8-bitters and multi-whatever
Allison
ajp166 at bellatlantic.net
Fri Sep 14 08:16:36 CDT 2007
>
>Subject: Re: 8-bitters and multi-whatever
> From: "Chuck Guzis" <cclist at sydex.com>
> Date: Thu, 13 Sep 2007 15:59:59 -0700
> To: "General Discussion: On-Topic and Off-Topic Posts" <cctalk at classiccmp.org>
>
>On 13 Sep 2007 at 17:36, Roy J. Tellason wrote:
>
>> > And I'd also disqualify device-sharing, such as a MAC (multiple
>> > access controller) between an I/O device and two computers. Those go
>> > WAY back...
>>
>> I'm not familiar with such stuff.
>
>Ah, showing my age. "Back in the day" you might have two otherwise
>independent mainframes and, say, two printers. To have a system do
>nothing but wait for a print job to finish while only one of the
>printers was busy is a huge waste of resources. A card punch might
>be an infrequenly used piece of equipment, so why have two? Or a
>printer could be offline for maintenance, but why take the machine it
>was attached to down also? Or, instead of having two banks of 8 tape
>drives for two machines, why not whittle that down to, say 12, and
>allow the drives to be shared? IIRC, most vendors offered some sort
>of a MAC facility, even if it was a QSE. CDC certainly did.

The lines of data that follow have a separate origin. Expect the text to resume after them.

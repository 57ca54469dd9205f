use clap::{Args, ValueEnum};
use log::debug;
use rust_decimal::Decimal;
use serde_json::Value;

use liquidation_waterfall_core::liquidation::exit_range::{self, ExitRangeInput, ExitSweep};
use liquidation_waterfall_core::liquidation::waterfall::{self, LiquidationInput};
use liquidation_waterfall_core::liquidation::{EquityStructure, SeniorityTieBreak};

use crate::input;

/// Payment order for preference classes sharing a seniority rank
#[derive(Debug, Clone, Copy, ValueEnum)]
pub enum TieBreakArg {
    /// Pay same-rank classes one after another, in input order
    Sequential,
    /// Share a shortfall across same-rank classes by claim
    ProRata,
}

impl From<TieBreakArg> for SeniorityTieBreak {
    fn from(arg: TieBreakArg) -> Self {
        match arg {
            TieBreakArg::Sequential => SeniorityTieBreak::Sequential,
            TieBreakArg::ProRata => SeniorityTieBreak::ProRata,
        }
    }
}

/// Arguments for a single-exit liquidation waterfall
#[derive(Args)]
pub struct WaterfallArgs {
    /// Path to JSON input file (exit amount, equity structure, options)
    #[arg(long)]
    pub input: Option<String>,

    /// Path to an equity structure JSON file, used together with --exit-amount
    #[arg(long, conflicts_with = "input")]
    pub structure: Option<String>,

    /// Exit proceeds in whole minor currency units (e.g. cents); overrides the input file
    #[arg(long)]
    pub exit_amount: Option<Decimal>,

    /// Tie-break policy for same-rank preference classes
    #[arg(long, value_enum)]
    pub tie_break: Option<TieBreakArg>,
}

pub fn run_waterfall(args: WaterfallArgs) -> Result<Value, Box<dyn std::error::Error>> {
    let mut wf_input: LiquidationInput = if let Some(ref path) = args.input {
        input::file::read_json(path)?
    } else if let Some(ref path) = args.structure {
        let equity_structure: EquityStructure = input::file::read_json(path)?;
        let exit_amount = args
            .exit_amount
            .ok_or("--exit-amount is required with --structure")?;
        LiquidationInput {
            exit_amount,
            exit_date: None,
            equity_structure,
            tie_break: SeniorityTieBreak::default(),
        }
    } else if let Some(data) = input::stdin::read_stdin()? {
        data
    } else {
        return Err("--input <file.json>, --structure <file.json> or stdin required for waterfall".into());
    };

    if let Some(amount) = args.exit_amount {
        wf_input.exit_amount = amount;
    }
    if let Some(tie_break) = args.tie_break {
        wf_input.tie_break = tie_break.into();
    }
    debug!(
        "waterfall: exit {} over {} holdings ({:?})",
        wf_input.exit_amount,
        wf_input.equity_structure.holdings.len(),
        wf_input.tie_break
    );

    let result = waterfall::calculate_liquidation_waterfall(&wf_input)?;
    Ok(serde_json::to_value(result)?)
}

/// Arguments for running the waterfall across a range of exit values
#[derive(Args)]
pub struct ExitRangeArgs {
    /// Path to JSON input file (equity structure, exit values, options)
    #[arg(long)]
    pub input: Option<String>,

    /// Path to an equity structure JSON file, used with exit value flags
    #[arg(long, conflicts_with = "input")]
    pub structure: Option<String>,

    /// Explicit exit values in minor units (comma-separated, e.g. "1000000,5000000")
    #[arg(long, value_delimiter = ',')]
    pub exit_amounts: Option<Vec<Decimal>>,

    /// Lowest exit value of a sweep
    #[arg(long, requires_all = ["max", "step"])]
    pub min: Option<Decimal>,

    /// Highest exit value of a sweep
    #[arg(long, requires_all = ["min", "step"])]
    pub max: Option<Decimal>,

    /// Increment between sweep values
    #[arg(long, requires_all = ["min", "max"])]
    pub step: Option<Decimal>,

    /// Tie-break policy for same-rank preference classes
    #[arg(long, value_enum)]
    pub tie_break: Option<TieBreakArg>,
}

pub fn run_exit_range(args: ExitRangeArgs) -> Result<Value, Box<dyn std::error::Error>> {
    let mut range_input: ExitRangeInput = if let Some(ref path) = args.input {
        input::file::read_json(path)?
    } else if let Some(ref path) = args.structure {
        ExitRangeInput {
            equity_structure: input::file::read_json(path)?,
            exit_amounts: Vec::new(),
            sweep: None,
            tie_break: SeniorityTieBreak::default(),
        }
    } else if let Some(data) = input::stdin::read_stdin()? {
        data
    } else {
        return Err("--input <file.json>, --structure <file.json> or stdin required for exit range".into());
    };

    if let Some(amounts) = args.exit_amounts {
        range_input.exit_amounts = amounts;
    }
    if let (Some(min), Some(max), Some(step)) = (args.min, args.max, args.step) {
        range_input.sweep = Some(ExitSweep { min, max, step });
    }
    if let Some(tie_break) = args.tie_break {
        range_input.tie_break = tie_break.into();
    }

    let result = exit_range::analyze_exit_range(&range_input)?;
    Ok(serde_json::to_value(result)?)
}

Most MAC setups again were master/slave. An example was BOCES/LYRICs
PDP-10/TOPS-10 timeshare system that had a PDP-8I as the comms frontend
(switch). The PDP-8 served as an intelligent peripheral but it's
dectapes were not available to the 10.
>Of course, direct coupling of computers was also done, either via a
>special I/O device or even shared bulk core. But we never called
>that "networking".
Mostly because it was a clear master slave lashup. Generally/loosely
networking implied more than two machines and a more general ability
to transfer/communicate as needed be it files, shared devices or some
combination of both with any machine being able to initiate and
communicate as a peer to others that could do same or similar.